最後に終章として,我が国における近代ナマコ研究を振り返り,現在までのナマコ研究を俯瞰する.  以上,各章を通した総括として強調したいことは,ナマコという水産資源が人にとってよりよく利用されていくためには,どのようにその漁業が具体的に管理されていくべきか,ということである.日本人は古より魚を食べてきた民族である.その日本人が将来にわたってどのように適切にナマコを巡る生業(なりわい)を管理していくかという問いを現場で働く担当者に向けて発信したいというのが本書の目的である.特にナマコは,文化的価値に支えられながら脈々と伝えられてきた水産物のひとつであるとともに,近年は資源的にも危惧されている種である.決して目先の利益やビジネスにのみ翻弄されてはならず,人間の良心によってこれを科学的に理解し見通していく努力が求められる.

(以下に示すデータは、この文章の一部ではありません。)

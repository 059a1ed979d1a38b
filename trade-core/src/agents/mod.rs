pub mod caravan;
pub mod courier;
pub mod shop;

pub use caravan::*;
pub use courier::*;
pub use shop::*;
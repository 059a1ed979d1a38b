use serde::{Deserialize, Serialize};
use std::fmt;
use tsify_next::Tsify;

// ============================================================================
// IDs - Stable string identifiers
// ============================================================================

/// Declares a transparent string newtype used as a map key.
macro_rules! string_id {
    ($($(#[$meta:meta])* $name:ident;)*) => {
        $(
            $(#[$meta])*
            #[derive(Debug, Clone, PartialEq, Eq, PartialOrd, Ord, Hash, Serialize, Deserialize, Tsify)]
            #[serde(transparent)]
            pub struct $name(pub String);

            impl $name {
                pub fn new(id: impl Into<String>) -> Self {
                    Self(id.into())
                }

                pub fn as_str(&self) -> &str {
                    &self.0
                }

                /// Empty or whitespace-only ids are treated as missing.
                pub fn is_blank(&self) -> bool {
                    self.0.trim().is_empty()
                }
            }

            impl fmt::Display for $name {
                fn fmt(&self, f: &mut fmt::Formatter<'_>) -> fmt::Result {
                    f.write_str(&self.0)
                }
            }

            impl AsRef<str> for $name {
                fn as_ref(&self) -> &str {
                    &self.0
                }
            }

            impl From<&str> for $name {
                fn from(id: &str) -> Self {
                    Self(id.to_string())
                }
            }

            impl From<String> for $name {
                fn from(id: String) -> Self {
                    Self(id)
                }
            }
        )*
    };
}

string_id! {
    /// A settlement owned by the host game.
    LocationId;
    /// A tradeable item type.
    ItemId;
    /// An NPC merchant.
    MerchantId;
    /// A hero leading a caravan.
    HeroId;
    ShopId;
    CaravanId;
    CourierId;
    AgreementId;
}

/// Denars. Capital may go negative; that is a terminal condition, not an error.
pub type Denars = i64;

/// Quantities of goods are whole units.
pub type Quantity = i64;

pub const HOURS_PER_DAY: f64 = 24.0;

// ============================================================================
// Timestamp - Game time in hours since campaign start
// ============================================================================

#[derive(Debug, Clone, Copy, PartialEq, PartialOrd, Default, Serialize, Deserialize, Tsify)]
#[serde(transparent)]
pub struct Timestamp(pub f64);

impl Timestamp {
    pub const ZERO: Timestamp = Timestamp(0.0);

    pub fn from_hours(hours: f64) -> Self {
        Self(hours)
    }

    pub fn from_days(days: f64) -> Self {
        Self(days * HOURS_PER_DAY)
    }

    pub fn hours(self) -> f64 {
        self.0
    }

    pub fn days(self) -> f64 {
        self.0 / HOURS_PER_DAY
    }

    /// Whole simulated day this instant falls in.
    pub fn day_index(self) -> i64 {
        self.days().floor() as i64
    }

    pub fn add_hours(self, hours: f64) -> Self {
        Self(self.0 + hours)
    }

    pub fn add_days(self, days: f64) -> Self {
        Self(self.0 + days * HOURS_PER_DAY)
    }

    /// Hours elapsed from `earlier` to `self`; negative if `earlier` is later.
    pub fn hours_since(self, earlier: Timestamp) -> f64 {
        self.0 - earlier.0
    }

    pub fn days_since(self, earlier: Timestamp) -> f64 {
        self.hours_since(earlier) / HOURS_PER_DAY
    }
}

impl fmt::Display for Timestamp {
    fn fmt(&self, f: &mut fmt::Formatter<'_>) -> fmt::Result {
        let day = self.day_index();
        let hour = self.0 - day as f64 * HOURS_PER_DAY;
        write!(f, "day {day} {hour:05.2}h")
    }
}

// ============================================================================
// Notifications
// ============================================================================

#[derive(Debug, Clone, Copy, PartialEq, Eq, Serialize, Deserialize, Tsify)]
#[tsify(into_wasm_abi, from_wasm_abi)]
pub enum Severity {
    Info,
    Warning,
    Critical,
}

// ============================================================================
// Entity states
// ============================================================================

#[derive(Debug, Clone, Copy, PartialEq, Eq, Serialize, Deserialize, Tsify)]
#[tsify(into_wasm_abi, from_wasm_abi)]
pub enum CourierState {
    Ready,
    Traveling,
    Gathering,
    Returning,
    Delivered,
    Lost,
}

impl CourierState {
    pub fn is_terminal(self) -> bool {
        matches!(self, CourierState::Delivered | CourierState::Lost)
    }

    /// States in which journey progress accumulates.
    pub fn is_underway(self) -> bool {
        matches!(
            self,
            CourierState::Traveling | CourierState::Gathering | CourierState::Returning
        )
    }
}

#[derive(Debug, Clone, Copy, PartialEq, Eq, Serialize, Deserialize, Tsify)]
#[tsify(into_wasm_abi, from_wasm_abi)]
pub enum CaravanState {
    Idle,
    Traveling,
    Trading,
    UnderAttack,
    Returning,
}

#[derive(Debug, Clone, Copy, PartialEq, Eq, Serialize, Deserialize, Tsify)]
#[tsify(into_wasm_abi, from_wasm_abi)]
pub enum AgreementKind {
    /// The player buys from the merchant.
    Buy,
    /// The player sells to the merchant.
    Sell,
}

#[cfg(test)]
mod tests {
    use super::*;

    #[test]
    fn timestamp_day_arithmetic() {
        let t = Timestamp::from_days(2.5);
        assert_eq!(t.hours(), 60.0);
        assert_eq!(t.day_index(), 2);
        assert_eq!(t.add_hours(12.0).day_index(), 3);
        assert_eq!(t.add_days(1.0).days_since(t), 1.0);
    }

    #[test]
    fn blank_ids_are_detected() {
        assert!(LocationId::new("  ").is_blank());
        assert!(!ItemId::from("grain").is_blank());
    }

    #[test]
    fn ids_serialize_as_plain_strings() {
        let json = serde_json::to_string(&CaravanId::new("caravan-000001")).unwrap();
        assert_eq!(json, "\"caravan-000001\"");
    }
}
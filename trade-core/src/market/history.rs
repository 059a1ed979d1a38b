use serde::{Deserialize, Serialize};

use crate::types::{ItemId, LocationId, Timestamp};

/// One observed price.
#[derive(Debug, Clone, Copy, PartialEq, Serialize, Deserialize)]
pub struct PricePoint {
    pub timestamp: Timestamp,
    pub price: i64,
}

/// Time-ordered price observations for one item at one location.
#[derive(Debug, Clone, PartialEq, Serialize, Deserialize)]
pub struct PriceHistory {
    pub item_id: ItemId,
    pub location_id: LocationId,
    pub points: Vec<PricePoint>,
}

impl PriceHistory {
    pub fn new(item_id: ItemId, location_id: LocationId) -> Self {
        Self {
            item_id,
            location_id,
            points: Vec::new(),
        }
    }

    /// Add an observation. Returns false when the price is unusable or the
    /// same simulated day already has a point.
    pub fn record(&mut self, timestamp: Timestamp, price: i64) -> bool {
        if price <= 0 {
            return false;
        }
        let day = timestamp.day_index();
        if self.points.iter().any(|p| p.timestamp.day_index() == day) {
            return false;
        }
        let idx = self.points.partition_point(|p| p.timestamp <= timestamp);
        self.points.insert(idx, PricePoint { timestamp, price });
        true
    }

    /// Drop points strictly older than `cutoff`. Returns how many were removed.
    pub fn prune_before(&mut self, cutoff: Timestamp) -> usize {
        let before = self.points.len();
        self.points.retain(|p| p.timestamp >= cutoff);
        before - self.points.len()
    }

    pub fn is_empty(&self) -> bool {
        self.points.is_empty()
    }

    pub fn latest(&self) -> Option<PricePoint> {
        self.points.last().copied()
    }

    /// Points within the trailing `window_days` ending at `now`.
    fn window(&self, now: Timestamp, window_days: f64) -> impl Iterator<Item = &PricePoint> {
        let start = now.add_days(-window_days);
        self.points
            .iter()
            .filter(move |p| p.timestamp >= start && p.timestamp <= now)
    }

    /// Mean price in the window, falling back to the latest point, then 0.
    pub fn average(&self, now: Timestamp, window_days: f64) -> f64 {
        let (sum, count) = self
            .window(now, window_days)
            .fold((0i64, 0usize), |(s, c), p| (s + p.price, c + 1));
        if count > 0 {
            sum as f64 / count as f64
        } else {
            self.latest().map(|p| p.price as f64).unwrap_or(0.0)
        }
    }

    /// Percentage change from the oldest to the newest point inside the window.
    pub fn trend(&self, now: Timestamp, window_days: f64) -> f64 {
        let mut in_window = self.window(now, window_days);
        let Some(first) = in_window.next() else {
            return 0.0;
        };
        let Some(last) = in_window.last() else {
            return 0.0;
        };
        if first.price <= 0 {
            return 0.0;
        }
        (last.price - first.price) as f64 / first.price as f64 * 100.0
    }
}

#[cfg(test)]
mod tests {
    use super::*;

    fn history() -> PriceHistory {
        PriceHistory::new(ItemId::from("grain"), LocationId::from("town"))
    }

    #[test]
    fn same_day_duplicates_are_suppressed() {
        let mut h = history();
        assert!(h.record(Timestamp::from_hours(1.0), 10));
        assert!(!h.record(Timestamp::from_hours(20.0), 12));
        assert!(h.record(Timestamp::from_hours(25.0), 12));
        assert_eq!(h.points.len(), 2);
    }

    #[test]
    fn non_positive_prices_rejected() {
        let mut h = history();
        assert!(!h.record(Timestamp::ZERO, 0));
        assert!(!h.record(Timestamp::ZERO, -3));
        assert!(h.is_empty());
    }

    #[test]
    fn late_points_are_inserted_in_order() {
        let mut h = history();
        h.record(Timestamp::from_days(3.0), 30);
        h.record(Timestamp::from_days(1.0), 10);
        h.record(Timestamp::from_days(2.0), 20);
        let prices: Vec<i64> = h.points.iter().map(|p| p.price).collect();
        assert_eq!(prices, vec![10, 20, 30]);
    }

    #[test]
    fn average_falls_back_to_latest() {
        let mut h = history();
        assert_eq!(h.average(Timestamp::from_days(5.0), 7.0), 0.0);
        h.record(Timestamp::from_days(0.0), 40);
        assert_eq!(h.average(Timestamp::from_days(100.0), 7.0), 40.0);
    }

    #[test]
    fn trend_is_endpoint_delta() {
        let mut h = history();
        h.record(Timestamp::from_days(0.0), 100);
        h.record(Timestamp::from_days(1.0), 50);
        h.record(Timestamp::from_days(2.0), 120);
        let trend = h.trend(Timestamp::from_days(2.0), 7.0);
        assert!((trend - 20.0).abs() < 1e-9, "trend = {trend}");
        assert_eq!(h.trend(Timestamp::from_days(2.0), 0.5), 0.0);
    }

    #[test]
    fn prune_removes_old_points() {
        let mut h = history();
        for day in 0..10 {
            h.record(Timestamp::from_days(day as f64), 10 + day);
        }
        assert_eq!(h.prune_before(Timestamp::from_days(5.0)), 5);
        assert_eq!(h.points.first().map(|p| p.price), Some(15));
    }
}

 しかし,ナマコに関するあらゆる領域の研究知見もまた不明な部分がなお多い.資源・生態的な研究領域においても年齢査定をはじめ研究の根幹にかかわるところは現在も精力的にその解明のための努力が行われている.文化・流通などからのアプローチもまた,昨今の社会的な変化に翻弄されながら,数年後に起こりうることさえ見通しにくいというのが実情である.このような不明瞭な見通しながらも,これを明瞭なものにしていくためには,現場担当者の方々の日々の継続的な努力に負うところが,今後,より大きくなるであろう.本書は,ナマコの漁業管理に携わる現場担当者がより適切にナマコ漁業を考えていくためのきっかけになることを願って取りまとめたものである.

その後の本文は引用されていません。